**PROMPT:**
Each line of the material beneath should be duplicated exactly.

**TASK INPUTS:**
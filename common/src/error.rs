use std::io;
use std::path::PathBuf;

use thiserror::Error;

/// Sweep-level failures.
///
/// These only arise before probing starts (target resolution and transport
/// setup). Per-target probe failures never surface here; they are carried by
/// [`ProbeOutcome`](crate::outcome::ProbeOutcome).
#[derive(Debug, Error)]
pub enum SweepError {
    #[error("failed to read target file {}: {source}", .path.display())]
    TargetFile {
        path: PathBuf,
        #[source]
        source: io::Error,
    },

    #[error("invalid target '{value}': {reason}")]
    InvalidTarget { value: String, reason: &'static str },

    #[error("failed to launch {program}: {source}")]
    DirectoryLaunch {
        program: String,
        #[source]
        source: io::Error,
    },

    #[error("directory query failed: {0}")]
    DirectoryQuery(String),

    #[error("invalid transport: {0}")]
    InvalidTransport(String),
}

**RESPONSE AREA:**
filename common/src/error.rs
use std::io;
use std::path::PathBuf;

use thiserror::Error;

/// Sweep-level failures.
///
/// These only arise before probing starts (target resolution and transport
/// setup). Per-target probe failures never surface here; they are carried by
/// [`ProbeOutcome`](crate::outcome::ProbeOutcome).
#[derive(Debug, Error)]
pub enum SweepError {
    #[error("failed to read target file {}: {source}", .path.display())]
    TargetFile {
        path: PathBuf,
        #[source]
        source: io::Error,
    },

    #[error("invalid target '{value}': {reason}")]
    InvalidTarget { value: String, reason: &'static str },

    #[error("failed to launch {program}: {source}")]
    DirectoryLaunch {
        program: String,
        #[source]
        source: io::Error,
    },

    #[error("directory query failed: {0}")]
    DirectoryQuery(String),

    #[error("invalid transport: {0}")]
    InvalidTransport(String),
}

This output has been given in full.